David González, el artista que encontró su reino entre los insectos
Con veinte acuarelas de precisión científica, David González desafía el canon artístico tarijeño y propone una obra tan singular como los especímenes que retrata.
Élitros son las alas anteriores endurecidas de los coleópteros, esa cubierta que protege y oculta las alas verdaderas con las que el insecto vuela. Es un nombre perfecto para una exposición: lo que está a la vista no es todo; hay algo guardado adentro que, cuando se despliega, asombra.
David González tiene 26 años, egresó del Instituto de Bellas Artes José Santos Mujica y lleva seis años acumulando una obra que en Tarija nadie más estaba haciendo.

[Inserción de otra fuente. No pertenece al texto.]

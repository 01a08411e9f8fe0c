//! Storage abstractions for the pipeline.
//!
//! ```text
//! ┌─────────────────────────────────────────────────────────┐
//! │  Pipeline services (generation, processor, importer)    │
//! └───────────────────┬─────────────────────────────────────┘
//!                     │
//! ┌───────────────────▼─────────────────────────────────────┐
//! │  services.rs - multi-entity reads (draft snapshots)     │
//! └───────────────────┬─────────────────────────────────────┘
//!                     │
//! ┌───────────────────▼─────────────────────────────────────┐
//! │  Repository traits (repository/)                         │
//! │  - TimetableRepository                                   │
//! │  - QueueRepository                                       │
//! │  - ResultRepository                                      │
//! └───────────────────┬─────────────────────────────────────┘
//!                     │
//!          ┌──────────▼──────────┐
//!          │  Local Repository   │
//!          │  (in-memory)        │
//!          └─────────────────────┘
//! ```

#[cfg(not(feature = "local-repo"))]
compile_error!("Enable at least one repository backend feature.");

pub mod checksum;
pub mod factory;
pub mod repositories;
pub mod repository;
pub mod services;

pub use checksum::calculate_checksum;
pub use factory::{RepositoryFactory, RepositoryType};
pub use repositories::LocalRepository;
pub use repository::{
    ErrorContext, FullRepository, NewConstraint, QueueRepository, RepositoryError,
    RepositoryResult, ResultRepository, TimetableRepository,
};
pub use services::{health_check, load_calendar, load_draft_snapshot};
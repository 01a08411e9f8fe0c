//! Filesystem artifact store rooted at a configured directory.

use async_trait::async_trait;
use log::debug;
use std::io::ErrorKind;
use std::path::{Path, PathBuf};

use super::{ArtifactKey, ArtifactKind, ArtifactStore, StorageError, StorageResult};
use crate::models::{SchoolId, TimetableId};

#[derive(Debug, Clone)]
pub struct FsArtifactStore {
    root: PathBuf,
}

impl FsArtifactStore {
    pub fn new(root: impl Into<PathBuf>) -> Self {
        Self { root: root.into() }
    }

    pub fn root(&self) -> &Path {
        &self.root
    }

    fn dir(&self, school_id: SchoolId, timetable_id: TimetableId, kind: ArtifactKind) -> PathBuf {
        self.root
            .join(school_id.to_string())
            .join(timetable_id.to_string())
            .join(kind.as_str())
    }

    fn path(&self, key: &ArtifactKey) -> PathBuf {
        let mut path = self.dir(key.school_id, key.timetable_id, key.kind);
        if let Some(run) = &key.run {
            path.push(run);
        }
        path.join(&key.file_name)
    }
}

/// Regular files and subdirectories directly inside `dir`, as names.
async fn read_entries(dir: &Path) -> StorageResult<(Vec<String>, Vec<String>)> {
    let mut entries = match tokio::fs::read_dir(dir).await {
        Ok(entries) => entries,
        Err(e) if e.kind() == ErrorKind::NotFound => return Ok((Vec::new(), Vec::new())),
        Err(e) => return Err(io_err(dir.display(), e)),
    };

    let mut files = Vec::new();
    let mut dirs = Vec::new();
    while let Some(entry) = entries
        .next_entry()
        .await
        .map_err(|e| io_err(dir.display(), e))?
    {
        let name = entry.file_name().to_string_lossy().into_owned();
        match entry.file_type().await {
            Ok(t) if t.is_file() => files.push(name),
            Ok(t) if t.is_dir() => dirs.push(name),
            _ => {}
        }
    }
    Ok((files, dirs))
}

fn io_err(key: impl ToString, e: std::io::Error) -> StorageError {
    StorageError::Io {
        key: key.to_string(),
        message: e.to_string(),
    }
}

#[async_trait]
impl ArtifactStore for FsArtifactStore {
    async fn put(&self, key: &ArtifactKey, content: Vec<u8>, content_type: &str) -> StorageResult<()> {
        let path = self.path(key);
        if let Some(parent) = path.parent() {
            tokio::fs::create_dir_all(parent)
                .await
                .map_err(|e| io_err(key, e))?;
        }
        tokio::fs::write(&path, content)
            .await
            .map_err(|e| io_err(key, e))?;
        debug!("Stored artifact {} ({}) at {}", key, content_type, path.display());
        Ok(())
    }

    async fn get(&self, key: &ArtifactKey) -> StorageResult<Vec<u8>> {
        match tokio::fs::read(self.path(key)).await {
            Ok(content) => Ok(content),
            Err(e) if e.kind() == ErrorKind::NotFound => Err(StorageError::NotFound(key.to_string())),
            Err(e) => Err(io_err(key, e)),
        }
    }

    async fn list(
        &self,
        school_id: SchoolId,
        timetable_id: TimetableId,
        kind: ArtifactKind,
    ) -> StorageResult<Vec<String>> {
        let dir = self.dir(school_id, timetable_id, kind);
        let (mut names, runs) = read_entries(&dir).await?;
        for run in runs {
            let (files, _) = read_entries(&dir.join(&run)).await?;
            names.extend(files.into_iter().map(|file| format!("{}/{}", run, file)));
        }
        names.sort();
        Ok(names)
    }
}
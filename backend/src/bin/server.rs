//! Timetable pipeline HTTP server.
//!
//! Loads `pipeline.toml` (or built-in defaults), builds the repository, artifact store
//! and solver runner it names, starts the single queue worker and serves the REST API.
//!
//! # Usage
//!
//! ```bash
//! cargo run --bin timetable-server
//! ```
//!
//! # Environment Variables
//!
//! - `HOST`, `PORT`: bind address (default: 0.0.0.0:8080)
//! - `SOLVER_CONTAINER`: name of the solver container
//! - `SOLVER_TIMEOUT_SECS`: hard ceiling of one solver run
//! - `ARTIFACT_ROOT`: store artifacts on disk under this directory
//! - `RUST_LOG`: Log level (default: info)

use std::env;
use std::net::SocketAddr;

use tracing::{info, warn, Level};
use tracing_subscriber::FmtSubscriber;

use timetable_pipeline::config::PipelineConfig;
use timetable_pipeline::db::RepositoryFactory;
use timetable_pipeline::http::{create_router, AppState};
use timetable_pipeline::services::PipelineContext;

#[tokio::main]
async fn main() -> anyhow::Result<()> {
    FmtSubscriber::builder()
        .with_max_level(
            env::var("RUST_LOG")
                .ok()
                .and_then(|s| s.parse().ok())
                .unwrap_or(Level::INFO),
        )
        .with_target(true)
        .with_thread_ids(true)
        .init();

    info!("Starting timetable pipeline server");

    let config = PipelineConfig::load()?;
    let repository = RepositoryFactory::from_settings(&config.repository)?;
    let store = config.build_store();
    let invoker = config.build_invoker();
    info!("Repository initialized, solver target: {}", invoker.target());

    let pipeline = PipelineContext::new(repository, store, invoker);
    if !pipeline.invoker.is_available().await {
        warn!("Solver environment is not reachable; submissions will be refused until it is");
    }

    let worker = pipeline.start_worker(config.poll_interval());
    let shutdown = pipeline.worker.clone();

    let app = create_router(AppState::new(pipeline));
    let addr: SocketAddr = config.bind_address().parse()?;
    info!("Server listening on http://{}", addr);

    let listener = tokio::net::TcpListener::bind(addr).await?;
    axum::serve(listener, app)
        .with_graceful_shutdown(async {
            let _ = tokio::signal::ctrl_c().await;
            info!("Shutdown requested");
        })
        .await?;

    shutdown.shutdown();
    worker.await?;
    Ok(())
}
//! Checksums of uploaded solver inputs.

use sha2::{Digest, Sha256};

/// SHA-256 of `content` as lowercase hex.
pub fn calculate_checksum(content: &[u8]) -> String {
    let mut hasher = Sha256::new();
    hasher.update(content);
    hex::encode(hasher.finalize())
}

#[cfg(test)]
mod tests {
    use super::*;

    #[test]
    fn known_digest() {
        assert_eq!(
            calculate_checksum(b""),
            "e3b0c44298fc1c149afbf4c8996fb92427ae41e4649b934ca495991b7852b855"
        );
    }

    #[test]
    fn different_content_different_checksum() {
        assert_ne!(calculate_checksum(b"<fet/>"), calculate_checksum(b"<fet />"));
    }
}
/// Defines a newtype ID wrapper around an integer-like scalar (typically `i64`)
/// and generates:
/// - derives (Debug, Copy, Clone, PartialEq, Eq, PartialOrd, Ord, Hash, Serialize, Deserialize)
/// - `Display` and `FromStr` (solver documents carry ids as element text)
/// - `From<$inner> for $name` and `From<$name> for $inner`
///
/// Usage:
///   define_id_type!(i64, DraftId);
#[macro_export]
macro_rules! define_id_type {
    ($inner:ty, $name:ident) => {
        #[derive(
            Debug,
            Copy,
            Clone,
            PartialEq,
            Eq,
            PartialOrd,
            Ord,
            Hash,
            serde::Serialize,
            serde::Deserialize,
        )]
        pub struct $name(pub $inner);

        impl ::std::fmt::Display for $name {
            fn fmt(&self, f: &mut ::std::fmt::Formatter<'_>) -> ::std::fmt::Result {
                ::std::write!(f, "{}", self.0)
            }
        }

        impl ::std::str::FromStr for $name {
            type Err = <$inner as ::std::str::FromStr>::Err;

            fn from_str(s: &str) -> ::std::result::Result<Self, Self::Err> {
                s.trim().parse::<$inner>().map($name)
            }
        }

        impl ::std::convert::From<$inner> for $name {
            fn from(v: $inner) -> Self {
                $name(v)
            }
        }

        impl ::std::convert::From<$name> for $inner {
            fn from(v: $name) -> Self {
                v.0
            }
        }

        impl $name {
            pub fn new(value: $inner) -> Self {
                $name(value)
            }

            pub fn value(&self) -> $inner {
                self.0
            }
        }
    };
}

No son paisajes del Valle de la Concepción, ni retratos académicos, ni bodegones de tradición española. González se fue a otro reino, literalmente: el reino Animalia, filo Arthropoda, clase Insecta. Y desde ahí construyó ELYTRA, su segunda exposición personal, que puede verse en la galería de la Casa de la Cultura de Tarija entre el 16 y el 22 de febrero de 2026.
El corazón de la muestra es una colección de ilustraciones científicas entomológicas realizadas en acuarela, técnica que González domina con una paciencia que él mismo describe como perfeccionismo. Los cuadros tienen dimensiones variadas, porque el artista tomó la decisión conceptual de representar cada insecto en una escala igual o cercana a 1:1.

El Phyllium giganteum, el insecto hoja que engaña al depredador con su camuflaje vegetal, ocupa en el papel prácticamente el mismo espacio que ocupa en la selva. La mariposa Attacus atlas, una de las más grandes del planeta, aparece con sus más de 25 centímetros de envergadura sin reducción ni artificio. El Acrocinus longimanus, el arlequín de antenas desproporcionadas, favorito de González, es tan perturbador en papel como en vida. Ver estos cuadros es enfrentarse a una escala que el museo suele domesticar y González devuelve sin aviso.

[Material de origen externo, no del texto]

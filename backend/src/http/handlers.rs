//! HTTP handlers for the REST API.
//!
//! Each handler corresponds to an API endpoint and delegates to the pipeline
//! services for business logic.

use axum::{
    extract::{Path, Query, State},
    http::{header, StatusCode},
    response::sse::{Event, KeepAlive, Sse},
    response::{IntoResponse, Response},
    Json,
};
use futures::stream::Stream;
use std::convert::Infallible;
use std::time::Duration;

use super::dto::{
    ConstraintResponse, GenerateRequest, GenerateResponse, HealthResponse, InterchangeQuery,
    QueueEntryResponse, QueueListResponse, RegisterConstraintRequest, ResultsResponse,
    SolverStatusResponse, ToggleConstraintRequest, TriggerResponse,
};
use super::error::AppError;
use super::state::AppState;
use crate::db::services as db_services;
use crate::models::{ConstraintId, DraftId, QueueEntryId, TimetableId};
use crate::services::{
    ArtifactListing, DraftStatistics, GenerationRequest, ImportSummary, Preview,
};

/// Result type for handlers.
pub type HandlerResult<T> = Result<Json<T>, AppError>;

// =============================================================================
// Health
// =============================================================================

/// GET /health
///
/// Service, repository and solver environment status.
pub async fn health_check(State(state): State<AppState>) -> HandlerResult<HealthResponse> {
    let db_status = match db_services::health_check(state.repository().as_ref()).await {
        Ok(true) => "connected".to_string(),
        Ok(false) => "disconnected".to_string(),
        Err(e) => format!("error: {}", e),
    };
    let solver = if state.pipeline.invoker.is_available().await {
        "running"
    } else {
        "stopped"
    };

    Ok(Json(HealthResponse {
        status: "ok".to_string(),
        version: "v1".to_string(),
        database: db_status,
        solver: solver.to_string(),
    }))
}

/// GET /v1/solver/status
///
/// Whether the solver environment is reachable, independent of the queue.
pub async fn solver_status(State(state): State<AppState>) -> HandlerResult<SolverStatusResponse> {
    let available = state.pipeline.invoker.is_available().await;
    Ok(Json(SolverStatusResponse {
        service_status: if available { "running" } else { "stopped" }.to_string(),
        available,
        target: state.pipeline.invoker.target(),
    }))
}

// =============================================================================
// Generation and queue
// =============================================================================

/// POST /v1/timetables/{timetable_id}/generate
///
/// Queue a generation run. Returns 202 with the queue entry; the worker picks it up
/// in the background.
pub async fn generate(
    State(state): State<AppState>,
    Path(timetable_id): Path<i64>,
    Json(request): Json<GenerateRequest>,
) -> Result<(StatusCode, Json<GenerateResponse>), AppError> {
    let submission = state
        .pipeline
        .submit(GenerationRequest {
            timetable_id: TimetableId::new(timetable_id),
            file_name: request.file_name,
            document: request.document,
            submitted_by: request.submitted_by,
        })
        .await?;

    let id = submission.entry.id;
    Ok((
        StatusCode::ACCEPTED,
        Json(GenerateResponse {
            entry: submission.entry,
            warnings: submission.warnings,
            message: format!("Generation queued. Track progress at /v1/queue/{}/logs", id),
        }),
    ))
}

/// GET /v1/timetables/{timetable_id}/queue
pub async fn list_queue(
    State(state): State<AppState>,
    Path(timetable_id): Path<i64>,
) -> HandlerResult<QueueListResponse> {
    let timetable_id = TimetableId::new(timetable_id);
    state.repository().get_timetable(timetable_id).await?;
    let entries = state.pipeline.queue.list(timetable_id).await?;
    let total = entries.len();
    Ok(Json(QueueListResponse { entries, total }))
}

/// GET /v1/timetables/{timetable_id}/artifacts
pub async fn list_artifacts(
    State(state): State<AppState>,
    Path(timetable_id): Path<i64>,
) -> HandlerResult<ArtifactListing> {
    let listing = state
        .pipeline
        .generation
        .list_artifacts(TimetableId::new(timetable_id))
        .await?;
    Ok(Json(listing))
}

/// POST /v1/queue/process
///
/// Wake the queue worker. Never processes anything on the request task.
pub async fn trigger_queue(State(state): State<AppState>) -> (StatusCode, Json<TriggerResponse>) {
    state.pipeline.worker.trigger();
    (
        StatusCode::ACCEPTED,
        Json(TriggerResponse {
            message: "Queue processing triggered".to_string(),
        }),
    )
}

/// GET /v1/queue/{entry_id}
pub async fn get_queue_entry(
    State(state): State<AppState>,
    Path(entry_id): Path<i64>,
) -> HandlerResult<QueueEntryResponse> {
    let entry_id = QueueEntryId::new(entry_id);
    let entry = state.pipeline.queue.get(entry_id).await?;
    let job = state.pipeline.tracker().get_job(entry_id);

    Ok(Json(QueueEntryResponse {
        entry,
        logs: job.as_ref().map(|j| j.logs.clone()).unwrap_or_default(),
        result: job.and_then(|j| j.result),
    }))
}

/// GET /v1/queue/{entry_id}/logs
///
/// Stream the progress log of a queue entry via Server-Sent Events (SSE).
pub async fn stream_queue_logs(
    State(state): State<AppState>,
    Path(entry_id): Path<i64>,
) -> Result<Sse<impl Stream<Item = Result<Event, Infallible>>>, AppError> {
    let entry_id = QueueEntryId::new(entry_id);
    let tracker = state.pipeline.tracker().clone();
    if tracker.get_job(entry_id).is_none() {
        // Entries queued before a restart have no in-memory log.
        state.pipeline.queue.get(entry_id).await?;
        return Err(AppError::NotFound(format!(
            "No progress log for queue entry {}",
            entry_id
        )));
    }

    let stream = async_stream::stream! {
        let mut last_log_count = 0;
        loop {
            let logs = tracker.get_logs(entry_id);
            for log in logs.iter().skip(last_log_count) {
                let event_data = serde_json::to_string(log).unwrap_or_default();
                yield Ok(Event::default().data(event_data));
            }
            last_log_count = logs.len();

            match tracker.get_job(entry_id) {
                Some(job) if job.status.is_finished() => {
                    let final_event = serde_json::json!({
                        "status": job.status,
                        "result": job.result,
                    });
                    yield Ok(Event::default()
                        .event("complete")
                        .data(serde_json::to_string(&final_event).unwrap_or_default()));
                    break;
                }
                Some(_) => {}
                None => break,
            }

            tokio::time::sleep(Duration::from_millis(200)).await;
        }
    };

    Ok(Sse::new(stream).keep_alive(
        KeepAlive::new()
            .interval(Duration::from_secs(1))
            .text("keep-alive"),
    ))
}

// =============================================================================
// Drafts
// =============================================================================

/// GET /v1/drafts/{draft_id}/interchange
///
/// Preview the solver input that would be submitted for the draft. `?raw=true`
/// returns the document itself as XML.
pub async fn preview_interchange(
    State(state): State<AppState>,
    Path(draft_id): Path<i64>,
    Query(query): Query<InterchangeQuery>,
) -> Result<Response, AppError> {
    let preview: Preview = state.pipeline.generation.preview(DraftId::new(draft_id)).await?;
    if query.raw {
        return Ok(([(header::CONTENT_TYPE, "application/xml")], preview.document).into_response());
    }
    Ok(Json(preview).into_response())
}

/// GET /v1/drafts/{draft_id}/constraints
pub async fn list_constraints(
    State(state): State<AppState>,
    Path(draft_id): Path<i64>,
) -> HandlerResult<Vec<ConstraintResponse>> {
    let draft_id = DraftId::new(draft_id);
    state.repository().get_draft(draft_id).await?;
    let constraints = state.pipeline.constraints.list(draft_id).await?;
    Ok(Json(constraints.into_iter().map(Into::into).collect()))
}

/// POST /v1/drafts/{draft_id}/constraints
pub async fn register_constraint(
    State(state): State<AppState>,
    Path(draft_id): Path<i64>,
    Json(request): Json<RegisterConstraintRequest>,
) -> Result<(StatusCode, Json<ConstraintResponse>), AppError> {
    let stored = state
        .pipeline
        .constraints
        .register(DraftId::new(draft_id), &request.name, &request.parameters, request.active)
        .await?;
    Ok((StatusCode::CREATED, Json(stored.into())))
}

/// PATCH /v1/drafts/{draft_id}/constraints/{constraint_id}
pub async fn toggle_constraint(
    State(state): State<AppState>,
    Path((draft_id, constraint_id)): Path<(i64, i64)>,
    Json(request): Json<ToggleConstraintRequest>,
) -> HandlerResult<ConstraintResponse> {
    let stored = state
        .pipeline
        .constraints
        .set_active(DraftId::new(draft_id), ConstraintId::new(constraint_id), request.active)
        .await?;
    Ok(Json(stored.into()))
}

/// GET /v1/drafts/{draft_id}/results
pub async fn get_results(
    State(state): State<AppState>,
    Path(draft_id): Path<i64>,
) -> HandlerResult<ResultsResponse> {
    let draft_id = DraftId::new(draft_id);
    state.repository().get_draft(draft_id).await?;
    let activities = state.repository().list_solved_activities(draft_id).await?;
    let unscheduled = activities.iter().filter(|a| !a.is_scheduled()).count();
    Ok(Json(ResultsResponse {
        total: activities.len(),
        unscheduled,
        activities,
    }))
}

/// POST /v1/drafts/{draft_id}/import
///
/// Re-run the import from the outputs already stored for the draft's timetable.
pub async fn reimport(
    State(state): State<AppState>,
    Path(draft_id): Path<i64>,
) -> HandlerResult<ImportSummary> {
    let summary = state.pipeline.importer.reimport(DraftId::new(draft_id)).await?;
    Ok(Json(summary))
}

/// GET /v1/drafts/{draft_id}/statistics
pub async fn get_statistics(
    State(state): State<AppState>,
    Path(draft_id): Path<i64>,
) -> HandlerResult<DraftStatistics> {
    let stats = state.pipeline.statistics.for_draft(DraftId::new(draft_id)).await?;
    Ok(Json(stats))
}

Junto a cada obra, una ficha taxonómica completa: Reino, Filo, Clase, Orden, Suborden, Infraorden, Superfamilia, Familia, Subfamilia, Tribu, Género y Especie. González investigó cada clasificación porque quería que la exposición fuera también educativa, y porque descubrió, en el proceso, que Wikipedia falla con frecuencia en la entomología. Tuvo que ir más lejos. El resultado es una muestra que funciona como galería de arte y como gabinete de historia natural al mismo tiempo —una tradición ilustre que viene de Maria Sibylla Merian y Ernst Haeckel, aunque González la haya construido desde Tarija y desde sus propias obsesiones.

Entre los especímenes retratados están el escarabajo jirafa (Trachelophorus giraffa), el Bocydium globulare con sus estructuras esféricas que parecen ciencia ficción, el Chrysina resplendens cuyo caparazón dorado desafía la incredulidad, o el Mormolyce phyllodes, el escarabajo violín, del que González admite que no sabía mucho antes de pintarlo. Eso también forma parte del método: elegir lo que fascina, incluso antes de entenderlo del todo.

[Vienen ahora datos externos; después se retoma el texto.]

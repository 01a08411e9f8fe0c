//! A small owned element tree over quick-xml.
//!
//! The solver's documents are plain nested elements with text leaves and a handful of
//! attributes, so an owned tree is enough. Writing preserves child and attribute order,
//! which keeps serialization byte-stable for a given tree.

use quick_xml::events::{BytesDecl, BytesEnd, BytesStart, BytesText, Event};
use quick_xml::{Reader, Writer};

use super::InterchangeError;

#[derive(Debug, Clone, PartialEq, Eq, Default)]
pub struct Element {
    pub name: String,
    pub attributes: Vec<(String, String)>,
    pub text: Option<String>,
    pub children: Vec<Element>,
}

impl Element {
    pub fn new(name: impl Into<String>) -> Self {
        Self {
            name: name.into(),
            ..Default::default()
        }
    }

    /// Shorthand for `<name>text</name>`.
    pub fn leaf(name: impl Into<String>, text: impl ToString) -> Self {
        Self {
            name: name.into(),
            text: Some(text.to_string()),
            ..Default::default()
        }
    }

    pub fn with_attr(mut self, key: impl Into<String>, value: impl Into<String>) -> Self {
        self.attributes.push((key.into(), value.into()));
        self
    }

    pub fn with_child(mut self, child: Element) -> Self {
        self.children.push(child);
        self
    }

    pub fn with_leaf(self, name: impl Into<String>, text: impl ToString) -> Self {
        self.with_child(Element::leaf(name, text))
    }

    pub fn with_children(mut self, children: impl IntoIterator<Item = Element>) -> Self {
        self.children.extend(children);
        self
    }

    pub fn push(&mut self, child: Element) {
        self.children.push(child);
    }

    pub fn attr(&self, key: &str) -> Option<&str> {
        self.attributes
            .iter()
            .find(|(k, _)| k == key)
            .map(|(_, v)| v.as_str())
    }

    pub fn child(&self, name: &str) -> Option<&Element> {
        self.children.iter().find(|c| c.name == name)
    }

    pub fn children_named<'a>(&'a self, name: &'a str) -> impl Iterator<Item = &'a Element> + 'a {
        self.children.iter().filter(move |c| c.name == name)
    }

    /// Trimmed text of the first child called `name`.
    pub fn child_text(&self, name: &str) -> Option<&str> {
        self.child(name)
            .and_then(|c| c.text.as_deref())
            .map(str::trim)
    }

    /// Trimmed text of every child called `name`, in document order.
    pub fn child_texts(&self, name: &str) -> Vec<String> {
        self.children_named(name)
            .filter_map(|c| c.text.as_deref())
            .map(|t| t.trim().to_string())
            .collect()
    }
}

fn xml_err(e: impl std::fmt::Display) -> InterchangeError {
    InterchangeError::Xml(e.to_string())
}

/// Render `root` as an indented document with an XML declaration.
pub fn write_document(root: &Element) -> Result<String, InterchangeError> {
    let mut writer = Writer::new_with_indent(Vec::new(), b' ', 2);
    writer
        .write_event(Event::Decl(BytesDecl::new("1.0", Some("UTF-8"), None)))
        .map_err(xml_err)?;
    write_element(&mut writer, root)?;

    let mut text = String::from_utf8(writer.into_inner()).map_err(xml_err)?;
    text.push('\n');
    Ok(text)
}

fn write_element(writer: &mut Writer<Vec<u8>>, element: &Element) -> Result<(), InterchangeError> {
    let mut start = BytesStart::new(element.name.as_str());
    for (key, value) in &element.attributes {
        start.push_attribute((key.as_str(), value.as_str()));
    }

    let text = element.text.as_deref().filter(|t| !t.is_empty());
    if text.is_none() && element.children.is_empty() {
        return writer.write_event(Event::Empty(start)).map_err(xml_err);
    }

    writer.write_event(Event::Start(start)).map_err(xml_err)?;
    if let Some(text) = text {
        writer
            .write_event(Event::Text(BytesText::new(text)))
            .map_err(xml_err)?;
    }
    for child in &element.children {
        write_element(writer, child)?;
    }
    writer
        .write_event(Event::End(BytesEnd::new(element.name.as_str())))
        .map_err(xml_err)
}

fn start_to_element(start: &BytesStart<'_>) -> Result<Element, InterchangeError> {
    let name = String::from_utf8_lossy(start.name().as_ref()).into_owned();
    let mut element = Element::new(name);
    for attr in start.attributes() {
        let attr = attr.map_err(xml_err)?;
        let key = String::from_utf8_lossy(attr.key.as_ref()).into_owned();
        let value = attr.unescape_value().map_err(xml_err)?.into_owned();
        element.attributes.push((key, value));
    }
    Ok(element)
}

fn attach(stack: &mut [Element], root: &mut Option<Element>, element: Element) {
    match stack.last_mut() {
        Some(parent) => parent.children.push(element),
        None => {
            if root.is_none() {
                *root = Some(element);
            }
        }
    }
}

/// Parse a document into its root element.
pub fn read_document(text: &str) -> Result<Element, InterchangeError> {
    let mut reader = Reader::from_str(text);
    reader.config_mut().trim_text(true);

    let mut stack: Vec<Element> = Vec::new();
    let mut root: Option<Element> = None;

    loop {
        match reader.read_event().map_err(xml_err)? {
            Event::Start(start) => stack.push(start_to_element(&start)?),
            Event::Empty(start) => {
                let element = start_to_element(&start)?;
                attach(&mut stack, &mut root, element);
            }
            Event::Text(t) => {
                let value = t.unescape().map_err(xml_err)?;
                if let Some(current) = stack.last_mut() {
                    current.text.get_or_insert_with(String::new).push_str(&value);
                }
            }
            Event::CData(c) => {
                let value = String::from_utf8_lossy(&c.into_inner()).into_owned();
                if let Some(current) = stack.last_mut() {
                    current.text.get_or_insert_with(String::new).push_str(&value);
                }
            }
            Event::End(_) => {
                let element = stack
                    .pop()
                    .ok_or_else(|| InterchangeError::Xml("Unbalanced closing tag".to_string()))?;
                attach(&mut stack, &mut root, element);
            }
            Event::Eof => break,
            _ => {}
        }
    }

    if !stack.is_empty() {
        return Err(InterchangeError::Xml(format!(
            "Document ended inside <{}>",
            stack.last().map(|e| e.name.as_str()).unwrap_or_default()
        )));
    }

    root.ok_or_else(|| InterchangeError::Xml("Document has no root element".to_string()))
}

#[cfg(test)]
mod tests {
    use super::*;

    #[test]
    fn writes_empty_elements_self_closed() {
        let root = Element::new("fet")
            .with_attr("version", "7.3.0")
            .with_child(Element::new("Activity_Tags_List"))
            .with_leaf("Name", "A & B");
        let text = write_document(&root).unwrap();
        assert!(text.starts_with("<?xml version=\"1.0\" encoding=\"UTF-8\"?>"));
        assert!(text.contains("<Activity_Tags_List/>"));
        assert!(text.contains("<Name>A &amp; B</Name>"));
    }

    #[test]
    fn reads_back_written_tree() {
        let root = Element::new("fet")
            .with_attr("version", "7.3.0")
            .with_child(
                Element::new("Days_List")
                    .with_leaf("Number_of_Days", 2)
                    .with_child(Element::new("Day").with_leaf("Name", "1"))
                    .with_child(Element::new("Day").with_leaf("Name", "2")),
            );
        let parsed = read_document(&write_document(&root).unwrap()).unwrap();
        assert_eq!(parsed, root);
        assert_eq!(parsed.attr("version"), Some("7.3.0"));
        let days = parsed.child("Days_List").unwrap();
        assert_eq!(days.children_named("Day").count(), 2);
        assert_eq!(days.child_text("Number_of_Days"), Some("2"));
    }

    #[test]
    fn rejects_truncated_document() {
        let err = read_document("<fet><Activities_List>").unwrap_err();
        assert!(matches!(err, InterchangeError::Xml(_)));
    }
}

La muestra no se agota en los insectos. González incluye obras de otros registros, como escenas inspiradas en Alien, o The Labyrinth. Pero la pieza que más detiene al visitante es Tradición: un chuncho promesante, figura central de la devoción chapaca a San Roque, abstraído sobre un fondo blanco puro. La figura es realista, detallada, reconocible. El fondo es vacío. Esa sustracción, ese silencio alrededor del personaje, es exactamente lo que la academia tarijeña no hace: dejar que el motivo respire solo, sin paisaje que lo justifique ni contexto que lo explique. También sorprende, por lo opuesto, un pequeño tomate en acuarela sobre lienzo de cinco por siete centímetros, pieza casi secreta que resume la virtud del artista para saber cuándo la escala mínima también es una declaración.

Los veinte insectos no están en venta de manera individual. González pone precio al conjunto: mil dólares por toda la colección. Una cifra que, ante la calidad y la coherencia de lo que hay en esas paredes, suena más a gesto que a transacción.
ELYTRA es la exposición de alguien que encontró su tema antes de que el tema se pusiera de moda. En un entorno artístico donde el statu quo tiene raíces profundas, González eligió la entomología —ese universo de formas que la mayoría ignora o rechaza— y lo convirtió en argumento pictórico, en programa estético, en declaración. Como los élitros, la cubierta protege algo más frágil, más veloz, capaz de volar.